Problem details: Going line by line through the data below, report how many lines include the word "EnrichmentConfig", with nothing added.

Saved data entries
★ ★ ★

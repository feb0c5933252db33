// SPDX-License-Identifier: Apache-2.0 OR MIT
// Copyright (c) 2025-2026 naskel.com

//! Storage sinks.
//!
//! | Sink              | Backend trait        | Implementations                                 |
//! |-------------------|----------------------|-------------------------------------------------|
//! | [`ColumnarSink`]   | [`ColumnarBackend`]   | [`SqliteBackend`], [`MemoryColumnarBackend`]     |
//! | [`TimeSeriesSink`] | [`TimeSeriesClient`]  | [`InfluxClient`], [`MockTimeSeriesClient`]       |

pub mod columnar;
pub mod influx;
pub mod memory;
pub mod sqlite;
pub mod timeseries;

pub use columnar::{
    build_batches, ColumnValue, ColumnarBackend, ColumnarBatch, ColumnarSink, ColumnarTransaction,
};
pub use influx::InfluxClient;
pub use memory::MemoryColumnarBackend;
pub use sqlite::SqliteBackend;
pub use timeseries::{MockTimeSeriesClient, TimeSeriesClient, TimeSeriesSink};
// SPDX-License-Identifier: Apache-2.0 OR MIT
// Copyright (c) 2025-2026 naskel.com

//! Metrics Receiver
//!
//! Ingests batches of line-protocol metrics, enriches their tags from an
//! externally sourced attribute cache, and routes them to one or more
//! storage outputs.
//!
//! This crate provides:
//! - A line-protocol parser with escape and quoted-value handling
//! - A concurrently read, periodically refreshed enrichment cache
//! - Per-output tag filtering, enrichment and static tag overlay
//! - A transactional columnar sink (SQLite backend) and an InfluxDB sink
//! - `commit` / `best-effort` write strategies per output
//!
//! # Overview
//!
//! ```text
//! payload --> LineProtocolParser --> split_by_measurement --+--> prepare_point_groups --> ColumnarSink
//!                                                           |
//!                                                           +--> prepare_point_groups --> TimeSeriesSink
//!                                                                        ^
//!                                                           EnrichmentCache <-- EnrichmentRefresher <-- TraitSource
//! ```

pub mod config;
pub mod enrichment;
pub mod error;
pub mod filter;
pub mod grouping;
pub mod line_protocol;
pub mod pipeline;
pub mod point;
pub mod receiver;
pub mod sink;
pub mod stats;

pub use config::{
    ColumnarMeasurement, ColumnarOutput, ConfigError, EnrichmentConfig, EnrichmentSet,
    MeasurementConfig, OutputConfig, ReceiverConfig, TimeSeriesOutput, WriteStrategy,
};
pub use enrichment::{EnrichmentCache, EnrichmentRefresher, OmnikeeperClient, TraitSource};
pub use error::{BackendError, ErrorKind, ParseError, PipelineError, SourceError};
pub use line_protocol::{encode_point, LineProtocolParser};
pub use pipeline::{prepare_point_groups, PreparedGroups};
pub use point::{FieldValue, Fields, Point, PointGroup, Tags};
pub use receiver::{IngestError, OutputFailure, Receiver, WriteReport};
pub use sink::{ColumnarSink, InfluxClient, SqliteBackend, TimeSeriesSink};
pub use stats::{IngestCounters, InternalMetrics};
/// Enrichment source and sets.
#[derive(Debug, Clone, Serialize, Deserialize)]
pub struct EnrichmentConfig {
    #[serde(default)]
    pub sets: Vec<EnrichmentSet>,

    /// Consecutive refresh failures tolerated before the cache is invalidated.
    #[serde(default)]
    pub retry_count: u32,

    /// Seconds between refreshes.
    #[serde(default)]
    pub collect_interval: u64,

    /// Base URL of the inventory service.
    #[serde(default)]
    pub server_url: String,

    /// API version segment used in request paths.
    #[serde(default = "default_api_version")]
    pub api_version: String,

    /// Static bearer token sent with every request.
    #[serde(default, skip_serializing_if = "Option::is_none")]
    pub auth_token: Option<String>,
}

impl Default for EnrichmentConfig {
    fn default() -> Self {
        Self {
            sets: Vec::new(),
            retry_count: 0,
            collect_interval: 0,
            server_url: String::new(),
            api_version: default_api_version(),
            auth_token: None,
        }
    }
}

impl EnrichmentConfig {
    /// True when at least one enrichment set is configured.
    pub fn is_enabled(&self) -> bool {
        !self.sets.is_empty()
    }

    pub fn collect_interval(&self) -> Duration {
        Duration::from_secs(self.collect_interval)
    }

    fn validate(&self) -> Result<(), ConfigError> {
        if !self.is_enabled() {
            return Ok(());
        }
        if self.server_url.is_empty() {
            return Err(ConfigError::Invalid(
                "Enrichment sets configured without server_url".into(),
            ));
        }
        if self.collect_interval == 0 {
            return Err(ConfigError::Invalid(
                "Enrichment sets configured with collect_interval 0".into(),
            ));
        }

        let mut names = HashSet::new();
        for set in &self.sets {
            if set.name.is_empty() {
                return Err(ConfigError::Invalid("Enrichment set with empty name".into()));
            }
            if !names.insert(set.name.as_str()) {
                return Err(ConfigError::Invalid(format!(
                    "Duplicate enrichment set '{}'",
                    set.name
                )));
            }
            if set.trait_id.is_empty()
                || set.lookup_tag.is_empty()
                || set.trait_attribute_identifier.is_empty()
            {
                return Err(ConfigError::Invalid(format!(
                    "Enrichment set '{}' needs trait_id, lookup_tag and trait_attribute_identifier",
                    set.name
                )));
            }
        }
        Ok(())
    }
}

/// How to join external attributes onto a point's tags.
#[derive(Debug, Clone, PartialEq, Eq, Serialize, Deserialize)]
pub struct EnrichmentSet {
    pub name: String,

    /// Trait whose entities are fetched from the inventory service.
    pub trait_id: String,

    /// Attribute whose value is the join key.
    pub trait_attribute_identifier: String,

    /// Attributes copied onto matching points. Empty copies none.
    #[serde(default)]
    pub trait_attribute_list: Vec<String>,

    /// Layer scopes passed to the inventory service.
    #[serde(default)]
    pub layer_ids: Vec<String>,

    /// Point tag whose value is looked up.
    pub lookup_tag: String,

    #[serde(default)]
    pub case_insensitive_matching: bool,
}

impl EnrichmentSet {
    pub fn new(
        name: impl Into<String>,
        trait_id: impl Into<String>,
        trait_attribute_identifier: impl Into<String>,
        lookup_tag: impl Into<String>,
    ) -> Self {
        Self {
            name: name.into(),
            trait_id: trait_id.into(),
            trait_attribute_identifier: trait_attribute_identifier.into(),
            trait_attribute_list: Vec::new(),
            layer_ids: Vec::new(),
            lookup_tag: lookup_tag.into(),
            case_insensitive_matching: false,
        }
    }

    /// Restrict copied attributes.
    pub fn attributes<I, S>(mut self, attributes: I) -> Self
    where
        I: IntoIterator<Item = S>,
        S: Into<String>,
    {
        self.trait_attribute_list = attributes.into_iter().map(Into::into).collect();
        self
    }

    pub fn layers<I, S>(mut self, layers: I) -> Self
    where
        I: IntoIterator<Item = S>,
        S: Into<String>,
    {
        self.layer_ids = layers.into_iter().map(Into::into).collect();
        self
    }

    pub fn case_insensitive(mut self, enabled: bool) -> Self {
        self.case_insensitive_matching = enabled;
        self
    }
}

/// Per-measurement settings shared by all output kinds.
#[derive(Debug, Clone, Default, PartialEq, Eq, Serialize, Deserialize)]
pub struct MeasurementConfig {
    /// Tags added to every point, applied after enrichment.
    #[serde(default, alias = "AddedTags")]
    pub added_tags: BTreeMap<String, String>,

    /// Drop the whole measurement without error.
    #[serde(default, alias = "Ignore")]
    pub ignore: bool,

    /// Bypass the output's include/block filters.
    #[serde(default, alias = "IgnoreFiltering")]
    pub ignore_filtering: bool,

    /// Name of the enrichment set to apply.
    #[serde(default, alias = "Enrichment", skip_serializing_if = "Option::is_none")]
    pub enrichment: Option<String>,
}

impl MeasurementConfig {
    /// Configured enrichment set; an empty name counts as none.
    pub fn enrichment_set(&self) -> Option<&str> {
        self.enrichment.as_deref().filter(|s| !s.is_empty())
    }

    pub fn ignored() -> Self {
        Self {
            ignore: true,
            ..Default::default()
        }
    }

    pub fn with_added_tag(mut self, key: impl Into<String>, value: impl Into<String>) -> Self {
        self.added_tags.insert(key.into(), value.into());
        self
    }

    pub fn with_enrichment(mut self, set: impl Into<String>) -> Self {
        self.enrichment = Some(set.into());
        self
    }

    pub fn without_filtering(mut self) -> Self {
        self.ignore_filtering = true;
        self
    }
}

/// Columnar measurement: shared settings plus the column projection.
#[derive(Debug, Clone, Default, PartialEq, Eq, Serialize, Deserialize)]
pub struct ColumnarMeasurement {
    #[serde(flatten)]
    pub common: MeasurementConfig,

    /// Fields stored in their own column, in this order.
    #[serde(default, alias = "FieldsAsColumns")]
    pub fields_as_columns: Vec<String>,

    /// Tags stored in their own column, in this order.
    #[serde(default, alias = "TagsAsColumns")]
    pub tags_as_columns: Vec<String>,

    #[serde(default, alias = "TargetTable")]
    pub target_table: String,
}

impl ColumnarMeasurement {
    pub fn new(target_table: impl Into<String>) -> Self {
        Self {
            target_table: target_table.into(),
            ..Default::default()
        }
    }

    pub fn fields<I, S>(mut self, columns: I) -> Self
    where
        I: IntoIterator<Item = S>,
        S: Into<String>,
    {
        self.fields_as_columns = columns.into_iter().map(Into::into).collect();
        self
    }

    pub fn tags<I, S>(mut self, columns: I) -> Self
    where
        I: IntoIterator<Item = S>,
        S: Into<String>,
    {
        self.tags_as_columns = columns.into_iter().map(Into::into).collect();
        self
    }

    pub fn common(mut self, common: MeasurementConfig) -> Self {
        self.common = common;
        self
    }
}

/// Capability set shared by every output kind.
pub trait OutputConfig: Send + Sync {
    /// Label used in logs and errors.
    fn name(&self) -> &str;

    fn write_strategy(&self) -> WriteStrategy;

    fn include_filters(&self) -> &TagFilterRules;

    fn block_filters(&self) -> &TagFilterRules;

    /// Shared settings for `measurement`, if configured.
    fn measurement_config(&self, measurement: &str) -> Option<&MeasurementConfig>;

    /// All configured measurements.
    fn measurements(&self) -> Vec<(&str, &MeasurementConfig)>;

    /// Upper bound on one write call.
    fn write_timeout(&self) -> Duration;
}

/// Columnar (relational) output.
#[derive(Debug, Clone, Default, Serialize, Deserialize)]
pub struct ColumnarOutput {
    #[serde(default)]
    pub name: String,

    #[serde(default)]
    pub tagfilter_include: TagFilterRules,

    #[serde(default)]
    pub tagfilter_block: TagFilterRules,

    #[serde(default)]
    pub write_strategy: WriteStrategy,

    #[serde(default)]
    pub measurements: BTreeMap<String, ColumnarMeasurement>,

    /// SQLite database path.
    pub connection: String,

    #[serde(default = "default_write_timeout")]
    pub write_timeout_secs: u64,
}

impl ColumnarOutput {
    pub fn new(name: impl Into<String>, connection: impl Into<String>) -> Self {
        Self {
            name: name.into(),
            connection: connection.into(),
            write_timeout_secs: default_write_timeout(),
            ..Default::default()
        }
    }

    pub fn strategy(mut self, strategy: WriteStrategy) -> Self {
        self.write_strategy = strategy;
        self
    }

    pub fn measurement(mut self, name: impl Into<String>, config: ColumnarMeasurement) -> Self {
        self.measurements.insert(name.into(), config);
        self
    }

    pub fn include(mut self, tag: impl Into<String>, values: &[&str]) -> Self {
        self.tagfilter_include
            .insert(tag.into(), values.iter().map(|v| v.to_string()).collect());
        self
    }

    pub fn block(mut self, tag: impl Into<String>, values: &[&str]) -> Self {
        self.tagfilter_block
            .insert(tag.into(), values.iter().map(|v| v.to_string()).collect());
        self
    }

    /// Full column projection for `measurement`.
    pub fn columnar_measurement(&self, measurement: &str) -> Option<&ColumnarMeasurement> {
        self.measurements.get(measurement)
    }

    fn validate(&self) -> Result<(), ConfigError> {
        if self.connection.is_empty() {
            return Err(ConfigError::Invalid(format!(
                "Output '{}' has no connection",
                self.name
            )));
        }
        for (name, measurement) in &self.measurements {
            if !measurement.common.ignore && measurement.target_table.is_empty() {
                return Err(ConfigError::Invalid(format!(
                    "Output '{}' measurement '{}' has no target table",
                    self.name, name
                )));
            }
        }
        Ok(())
    }
}

impl OutputConfig for ColumnarOutput {
    fn name(&self) -> &str {
        &self.name
    }

    fn write_strategy(&self) -> WriteStrategy {
        self.write_strategy
    }

    fn include_filters(&self) -> &TagFilterRules {
        &self.tagfilter_include
    }

    fn block_filters(&self) -> &TagFilterRules {
        &self.tagfilter_block
    }

    fn measurement_config(&self, measurement: &str) -> Option<&MeasurementConfig> {
        self.measurements.get(measurement).map(|m| &m.common)
    }

    fn measurements(&self) -> Vec<(&str, &MeasurementConfig)> {
        self.measurements
            .iter()
            .map(|(name, m)| (name.as_str(), &m.common))
            .collect()
    }

    fn write_timeout(&self) -> Duration {
        Duration::from_secs(self.write_timeout_secs)
    }
}

/// Time-series (InfluxDB) output.
#[derive(Debug, Clone, Default, Serialize, Deserialize)]
pub struct TimeSeriesOutput {
    #[serde(default)]
    pub name: String,

    #[serde(default)]
    pub tagfilter_include: TagFilterRules,

    #[serde(default)]
    pub tagfilter_block: TagFilterRules,

    #[serde(default)]
    pub write_strategy: WriteStrategy,

    #[serde(default)]
    pub measurements: BTreeMap<String, MeasurementConfig>,

    /// Server base URL.
    pub connection: String,

    /// Database (v1) or bucket (v2).
    #[serde(default)]
    pub db_name: String,

    /// Write protocol version: 1 or 2.
    #[serde(default = "default_influx_version")]
    pub version: u8,

    /// Organisation (v2 only).
    #[serde(default)]
    pub org: String,

    /// API token (v2 only).
    #[serde(default)]
    pub auth_token: String,

    /// Basic-auth user (v1 only).
    #[serde(default)]
    pub username: String,

    #[serde(default)]
    pub password: String,

    #[serde(default = "default_write_timeout")]
    pub write_timeout_secs: u64,
}
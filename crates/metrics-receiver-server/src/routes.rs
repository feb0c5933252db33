// SPDX-License-Identifier: Apache-2.0 OR MIT
// Copyright (c) 2025-2026 naskel.com

//! Route definitions.

use crate::handlers;
use crate::AppState;
use axum::{
    routing::{get, post},
    Router,
};
use std::sync::Arc;

/// API routes
pub fn api_routes() -> Router<Arc<AppState>> {
    Router::new()
        .route("/api/influx/v1/write", post(handlers::write))
        .route("/api/influx/v1/query", get(handlers::query))
        .route("/api/health/check", get(handlers::health))
        .route("/api/enrichment/cacheinfo", get(handlers::cache_info))
        .route("/api/v1/info", get(handlers::info))
}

★ ★ ★

Exercise result: 4